Easy Tomato Soup with Canned Tomatoes

Remember Campbell's tomato soup with saltine crackers? Well, we promise this creamy tomato soup with canned tomatoes is a way better version. Classic comfort food in 20 minutes.
Prep Time5 mins
Cook Time15 mins
Total Time20 mins
Course: Soup
Cuisine: American
Servings (change as needed): 4
Author: Cheryl


  • 1 tablespoon olive oil
  • 1 tablespoon butter
  • 1 cup (52g) chopped onions (1 medium onion)
  • 2 teaspoon minced garlic (2 cloves)
  • 1 28-ounce can (825ml) whole tomatoes, Note 1
  • 1 cup (235ml) vegetable broth or vegetable stock (or chicken broth)
  • 1/2 teaspoon kosher salt (or more to taste)
  • 1/4 teaspoon black pepper
  • 1 teaspoon sugar
  • Optional: 1 tsp dried herbs e.g. thyme, basil; or red pepper flakes to taste. Garnish - thinly sliced basil leaves or extra Parmesan cheese
  • 1/2 cup (120ml) half and half cream (10%) heavy cream or whole milk is fine too


  • MAKE SOUP: Heat oil and butter in a medium or large saucepan on Medium heat. Add onions and garlic. Sauté for 5 minutes until translucent (not brown).
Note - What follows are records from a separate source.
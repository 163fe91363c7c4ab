//! Repository factory for dependency injection.
//!
//! Picks and builds a repository backend from the environment, a
//! `repository.toml` file, or explicit builder calls.

use std::fmt;
use std::path::Path;
use std::str::FromStr;
use std::sync::Arc;

use super::repo_config::RepositoryConfig;
use super::repositories::LocalRepository;
#[cfg(feature = "postgres-repo")]
use super::repositories::PostgresRepository;
use super::repository::{FullRepository, RepositoryError, RepositoryResult};
use super::PostgresConfig;

/// Repository type configuration.
#[derive(Debug, Clone, Copy, PartialEq, Eq)]
pub enum RepositoryType {
    /// Postgres + Diesel implementation
    Postgres,
    /// In-memory local repository
    Local,
}

impl FromStr for RepositoryType {
    type Err = String;

    /// Accepts "postgres", "pg" and "local", case-insensitive.
    fn from_str(s: &str) -> Result<Self, Self::Err> {
        match s.trim().to_lowercase().as_str() {
            "postgres" | "pg" => Ok(Self::Postgres),
            "local" | "memory" => Ok(Self::Local),
            _ => Err(format!("Unknown repository type: {}", s)),
        }
    }
}

impl fmt::Display for RepositoryType {
    fn fmt(&self, f: &mut fmt::Formatter<'_>) -> fmt::Result {
        match self {
            Self::Postgres => f.write_str("postgres"),
            Self::Local => f.write_str("local"),
        }
    }
}

impl RepositoryType {
    /// Read `REPOSITORY_TYPE`. When unset, Postgres is chosen if a database
    /// URL is present, otherwise Local. Unparsable values fall back to Local.
    pub fn from_env() -> Self {
        if let Ok(val) = std::env::var("REPOSITORY_TYPE") {
            return val.parse().unwrap_or_else(|e| {
                log::warn!("{}; falling back to the local repository", e);
                Self::Local
            });
        }

        if std::env::var("DATABASE_URL").is_ok() || std::env::var("PG_DATABASE_URL").is_ok() {
            Self::Postgres
        } else {
            Self::Local
        }
    }
}

fn postgres_disabled() -> RepositoryError {
    RepositoryError::configuration("Postgres repository feature not enabled")
}

/// Repository factory for creating repository instances.
///
/// # Example
/// ```ignore
/// use school_sim::db::{RepositoryFactory, RepositoryType};
///
/// let local_repo = RepositoryFactory::create(RepositoryType::Local, None).await?;
/// let from_file = RepositoryFactory::from_config_file("repository.toml").await?;
/// ```
pub struct RepositoryFactory;

impl RepositoryFactory {
    /// Create a repository instance based on type.
    ///
    /// `postgres_config` is required for [`RepositoryType::Postgres`].
    pub async fn create(
        repo_type: RepositoryType,
        postgres_config: Option<&PostgresConfig>,
    ) -> RepositoryResult<Arc<dyn FullRepository>> {
        log::info!("Creating {} repository", repo_type);
        match repo_type {
            RepositoryType::Postgres => {
                #[cfg(feature = "postgres-repo")]
                {
                    let config = postgres_config.ok_or_else(|| {
                        RepositoryError::configuration(
                            "Postgres repository requires PostgresConfig",
                        )
                    })?;
                    let pg = Self::create_postgres(config).await?;
                    Ok(pg as Arc<dyn FullRepository>)
                }
                #[cfg(not(feature = "postgres-repo"))]
                {
                    let _ = postgres_config;
                    Err(postgres_disabled())
                }
            }
            RepositoryType::Local => Ok(Self::create_local()),
        }
    }

    /// Create a Postgres repository, running migrations.
    ///
    /// Pool setup and migrations block, so they run on the blocking pool.
    #[cfg(feature = "postgres-repo")]
    pub async fn create_postgres(
        config: &PostgresConfig,
    ) -> RepositoryResult<Arc<PostgresRepository>> {
        let config = config.clone();
        let repo = tokio::task::spawn_blocking(move || PostgresRepository::new(config))
            .await
            .map_err(|e| RepositoryError::internal(format!("Task join error: {}", e)))??;
        Ok(Arc::new(repo))
    }

    /// Create an in-memory local repository.
    pub fn create_local() -> Arc<dyn FullRepository> {
        Arc::new(LocalRepository::new())
    }

    /// Create repository from environment configuration (see
    /// [`RepositoryType::from_env`] and [`PostgresConfig::from_env`]).
    pub async fn from_env() -> RepositoryResult<Arc<dyn FullRepository>> {
        RepositoryBuilder::new().from_env()?.build().await
    }

    /// Create repository from a TOML configuration file.
    pub async fn from_config_file<P: AsRef<Path>>(
        config_path: P,
    ) -> RepositoryResult<Arc<dyn FullRepository>> {
        RepositoryBuilder::new()
            .from_config_file(config_path)?
            .build()
            .await
    }

    /// Create repository from `repository.toml` in a standard location.
    pub async fn from_default_config() -> RepositoryResult<Arc<dyn FullRepository>> {
        RepositoryBuilder::new().from_default_config()?.build().await
    }
}

/// Builder for configuring repository creation.
///
/// # Example
/// ```ignore
/// let repo = RepositoryBuilder::new()
///     .repository_type(RepositoryType::Postgres)
///     .postgres_config(PostgresConfig::from_env()?)
///     .build()
///     .await?;
/// ```
pub struct RepositoryBuilder {
    repo_type: RepositoryType,
    #[cfg(feature = "postgres-repo")]
    postgres_config: Option<PostgresConfig>,
}

impl RepositoryBuilder {
    /// Defaults to the type selected by [`RepositoryType::from_env`].
    pub fn new() -> Self {
        Self {
            repo_type: RepositoryType::from_env(),
            #[cfg(feature = "postgres-repo")]
            postgres_config: None,
        }
    }

    pub fn repository_type(mut self, repo_type: RepositoryType) -> Self {
        self.repo_type = repo_type;
        self
    }

    #[cfg(feature = "postgres-repo")]
    pub fn postgres_config(mut self, config: PostgresConfig) -> Self {
        self.postgres_config = Some(config);
        self
    }

    /// Load configuration from environment variables.
    pub fn from_env(mut self) -> Result<Self, RepositoryError> {
        self.repo_type = RepositoryType::from_env();

        if self.repo_type == RepositoryType::Postgres {
            #[cfg(feature = "postgres-repo")]
            {
                let config = PostgresConfig::from_env().map_err(RepositoryError::configuration)?;
                self.postgres_config = Some(config);
            }
            #[cfg(not(feature = "postgres-repo"))]
            {
                return Err(postgres_disabled());
            }
        }

        Ok(self)
    }

    /// Load configuration from a TOML file.
    pub fn from_config_file<P: AsRef<Path>>(
        self,
        config_path: P,
    ) -> Result<Self, RepositoryError> {
        let repo_config = RepositoryConfig::from_file(config_path)?;
        self.apply_config(&repo_config)
    }

    /// Load configuration from `repository.toml` in a standard location.
    pub fn from_default_config(self) -> Result<Self, RepositoryError> {
        let repo_config = RepositoryConfig::from_default_location()?;
        self.apply_config(&repo_config)
    }

    fn apply_config(mut self, repo_config: &RepositoryConfig) -> Result<Self, RepositoryError> {
        self.repo_type = repo_config.repository_type().map_err(|e| {
            RepositoryError::configuration(format!("Invalid repository type: {}", e))
        })?;

        if self.repo_type == RepositoryType::Postgres {
            #[cfg(feature = "postgres-repo")]
            {
                let config = repo_config.to_postgres_config()?.ok_or_else(|| {
                    RepositoryError::configuration(
                        "Postgres repository requires database configuration",
                    )
                })?;
                self.postgres_config = Some(config);
            }
            #[cfg(not(feature = "postgres-repo"))]
            {
                return Err(postgres_disabled());
            }
        }

        Ok(self)
    }

    pub async fn build(self) -> RepositoryResult<Arc<dyn FullRepository>> {
        #[cfg(feature = "postgres-repo")]
        let pg_config = self.postgres_config.as_ref();
        #[cfg(not(feature = "postgres-repo"))]
        let pg_config = None;

        RepositoryFactory::create(self.repo_type, pg_config).await
    }
}

impl Default for RepositoryBuilder {
    fn default() -> Self {
        Self::new()
    }
}
//! Service layer for business logic and orchestration.
//!
//! Services sit between the HTTP handlers and the repository traits. They
//! are generic over `R: FullRepository + ?Sized`, so the same code runs
//! against the in-memory and Postgres backends and behind `Arc<dyn ...>`.

pub mod availability;
pub mod conflicts;
pub mod directory;
pub mod error;
pub mod schedules;
pub mod timetable;
pub mod validation;

pub use availability::{
    class_room_availability, class_room_free_periods, teacher_availability, teacher_free_periods,
    Availability, FreePeriods,
};
pub use conflicts::{
    check_conflicts, check_update_conflicts, detect_term_conflicts, ConflictDetail,
    TermConflictDetail,
};
pub use error::{ScheduleError, ScheduleResult};
pub use schedules::{
    bulk_create_schedules, create_schedule, delete_schedule, get_schedule, schedules_by_class_room,
    schedules_by_subject, schedules_by_teacher, search_schedules, update_schedule,
    validate_draft, BulkItemResult, BulkOutcome, BulkScheduleRequest, ConflictPolicy,
    CreateScheduleRequest, PageRequest, ScheduleOutcome, SchedulePage, UpdateScheduleRequest,
};
pub use timetable::{
    class_timetable, subject_timetable, teacher_timetable, Timetable, TimetableKind,
    TimetableSlot, TimetableStatistics,
};
pub use validation::{validate_schedule_constraints, validate_update_constraints, ConstraintReport};
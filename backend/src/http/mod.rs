//! HTTP server module for the scheduling backend.
//!
//! This module provides an axum-based HTTP server that exposes the schedule
//! workflow as a REST API under `/v1`. Handlers are thin: they parse the
//! request, call [`crate::services`] and map [`crate::services::ScheduleError`]
//! to status codes.
//!
//! # Architecture
//!
//! ```text
//! ┌──────────────────────────────────────────────────────────┐
//! │  HTTP Layer (axum handlers)                               │
//! │  - Request parsing and validation                         │
//! │  - JSON serialization/deserialization                     │
//! │  - CORS, compression, error handling                      │
//! └───────────────────┬──────────────────────────────────────┘
//!                     │
//! ┌───────────────────▼──────────────────────────────────────┐
//! │  Service Layer (services/)                                │
//! │  - Schedule workflow and conflict policy                  │
//! │  - Timetables, availability, validation                   │
//! └───────────────────┬──────────────────────────────────────┘
//!                     │
//! ┌───────────────────▼──────────────────────────────────────┐
//! │  Repository Layer (db/)                                   │
//! │  - Data persistence                                       │
//! │  - LocalRepository / PostgresRepository                   │
//! └──────────────────────────────────────────────────────────┘
//! ```

#[cfg(feature = "http-server")]
pub mod handlers;

#[cfg(feature = "http-server")]
pub mod router;

#[cfg(feature = "http-server")]
pub mod state;

#[cfg(feature = "http-server")]
pub mod error;

#[cfg(feature = "http-server")]
pub mod dto;

#[cfg(feature = "http-server")]
pub use router::create_router;

#[cfg(feature = "http-server")]
pub use state::AppState;
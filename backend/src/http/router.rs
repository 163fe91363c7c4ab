//! Router configuration for the HTTP API.
//!
//! This module sets up all routes, middleware (CORS, compression, tracing),
//! and creates the axum router ready for serving.

use axum::{
    extract::DefaultBodyLimit,
    routing::{get, post},
    Router,
};
use tower_http::{
    compression::CompressionLayer,
    cors::{Any, CorsLayer},
    trace::TraceLayer,
};

use super::handlers;
use super::state::AppState;

/// Bulk requests carry many schedules; everything else is small.
const MAX_BODY_BYTES: usize = 5 * 1024 * 1024;

/// Create the main application router with all routes and middleware.
pub fn create_router(state: AppState) -> Router {
    let cors = CorsLayer::new()
        .allow_origin(Any)
        .allow_methods(Any)
        .allow_headers(Any);

    let api_v1 = Router::new()
        // Schedules
        .route(
            "/schedules",
            get(handlers::search_schedules).post(handlers::create_schedule),
        )
        .route("/schedules/bulk", post(handlers::bulk_create_schedules))
        .route("/schedules/check-conflicts", post(handlers::check_conflicts))
        .route("/schedules/validate", post(handlers::validate_schedule))
        .route("/schedules/conflicts", get(handlers::detect_conflicts))
        .route(
            "/schedules/{id}",
            get(handlers::get_schedule)
                .put(handlers::update_schedule)
                .delete(handlers::delete_schedule),
        )
        .route(
            "/schedules/{id}/check-conflicts",
            post(handlers::check_update_conflicts),
        )
        .route("/schedules/{id}/validate", post(handlers::validate_update))
        // Class rooms
        .route(
            "/class-rooms",
            get(handlers::list_class_rooms).post(handlers::create_class_room),
        )
        .route("/class-rooms/{id}", get(handlers::get_class_room))
        .route("/class-rooms/{id}/schedules", get(handlers::class_room_schedules))
        .route("/class-rooms/{id}/timetable", get(handlers::class_room_timetable))
        .route(
            "/class-rooms/{id}/availability",
            get(handlers::class_room_availability),
        )
        .route(
            "/class-rooms/{id}/free-periods",
            get(handlers::class_room_free_periods),
        )
        // Teachers
        .route(
            "/teachers",
            get(handlers::list_teachers).post(handlers::create_teacher),
        )
        .route("/teachers/{id}", get(handlers::get_teacher))
        .route("/teachers/{id}/schedules", get(handlers::teacher_schedules))
        .route("/teachers/{id}/timetable", get(handlers::teacher_timetable))
        .route(
            "/teachers/{id}/availability",
            get(handlers::teacher_availability),
        )
        .route(
            "/teachers/{id}/free-periods",
            get(handlers::teacher_free_periods),
        )
        // Subjects
        .route(
            "/subjects",
            get(handlers::list_subjects).post(handlers::create_subject),
        )
        .route("/subjects/{id}", get(handlers::get_subject))
        .route("/subjects/{id}/schedules", get(handlers::subject_schedules))
        .route("/subjects/{id}/timetable", get(handlers::subject_timetable));

    Router::new()
        .route("/health", get(handlers::health_check))
        .nest("/v1", api_v1)
        .layer(DefaultBodyLimit::max(MAX_BODY_BYTES))
        .layer(CompressionLayer::new())
        .layer(TraceLayer::new_for_http())
        .layer(cors)
        .with_state(state)
}

#[cfg(test)]
mod tests {
    use super::*;
    use axum::body::{to_bytes, Body};
    use axum::http::{Request, StatusCode};
    use std::sync::Arc;
    use tower::ServiceExt;

    use crate::db::repositories::LocalRepository;
    use crate::db::repository::FullRepository;

    fn app() -> Router {
        let repo = Arc::new(LocalRepository::new()) as Arc<dyn FullRepository>;
        create_router(AppState::new(repo))
    }

    async fn send(app: Router, request: Request<Body>) -> (StatusCode, serde_json::Value) {
        let response = app.oneshot(request).await.unwrap();
        let status = response.status();
        let bytes = to_bytes(response.into_body(), usize::MAX).await.unwrap();
        let json = if bytes.is_empty() {
            serde_json::Value::Null
        } else {
            serde_json::from_slice(&bytes).unwrap()
        };
        (status, json)
    }

    fn post_json(uri: &str, body: serde_json::Value) -> Request<Body> {
        Request::builder()
            .method("POST")
            .uri(uri)
            .header("content-type", "application/json")
            .body(Body::from(body.to_string()))
            .unwrap()
    }

    #[tokio::test]
    async fn test_health_endpoint() {
        let request = Request::builder()
            .uri("/health")
            .body(Body::empty())
            .unwrap();
        let (status, body) = send(app(), request).await;
        assert_eq!(status, StatusCode::OK);
        assert_eq!(body["database"], "connected");
    }

    #[tokio::test]
    async fn test_unknown_schedule_is_404_with_error_body() {
        let request = Request::builder()
            .uri("/v1/schedules/41")
            .body(Body::empty())
            .unwrap();
        let (status, body) = send(app(), request).await;
        assert_eq!(status, StatusCode::NOT_FOUND);
        assert_eq!(body["code"], "NOT_FOUND");
        assert_eq!(body["message"], "Schedule not found with id: 41");
    }

    #[tokio::test]
    async fn test_create_class_room_then_list() {
        let app = app();
        let (status, created) = send(
            app.clone(),
            post_json(
                "/v1/class-rooms",
                serde_json::json!({ "name": "Room 101", "code": "R101" }),
            ),
        )
        .await;
        assert_eq!(status, StatusCode::CREATED);
        assert_eq!(created["id"], 1);

        let request = Request::builder()
            .uri("/v1/class-rooms")
            .body(Body::empty())
            .unwrap();
        let (status, listed) = send(app, request).await;
        assert_eq!(status, StatusCode::OK);
        assert_eq!(listed.as_array().map(Vec::len), Some(1));
    }

    #[tokio::test]
    async fn test_validate_endpoint_reports_short_session() {
        let body = serde_json::json!({
            "class_room_id": 1,
            "subject_id": 1,
            "teacher_id": 1,
            "day_of_week": "MONDAY",
            "start_time": "08:00:00",
            "end_time": "08:15:00",
            "academic_year": "2024/2025",
            "semester": 1
        });
        let (status, report) = send(app(), post_json("/v1/schedules/validate", body)).await;
        assert_eq!(status, StatusCode::OK);
        assert_eq!(report["is_valid"], false);
        assert_eq!(report["duration_minutes"], 15);
    }
}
Add tomatoes and their juice (crush tomatoes in your hand as you add them to pot or break them up with a spoon in the pot). Add broth, salt, pepper and, if using, chili flakes and/or herbs. Bring to boil, then reduce heat to medium heat and cook for 10 minutes, stirring occasionally.
    While soup is simmering, make parmesan croutons if you like, Note 2.
  • FINISH SOUP AND SERVE: Puree soup in pot with a handheld stick/immersion blender until smooth. Or, puree in two batches in a blender. Stir in cream. Taste and adjust seasonings, adding salt, sugar or pepper as needed. Ladle into bowls and serve with cheese crouton sticks in the soup if you like.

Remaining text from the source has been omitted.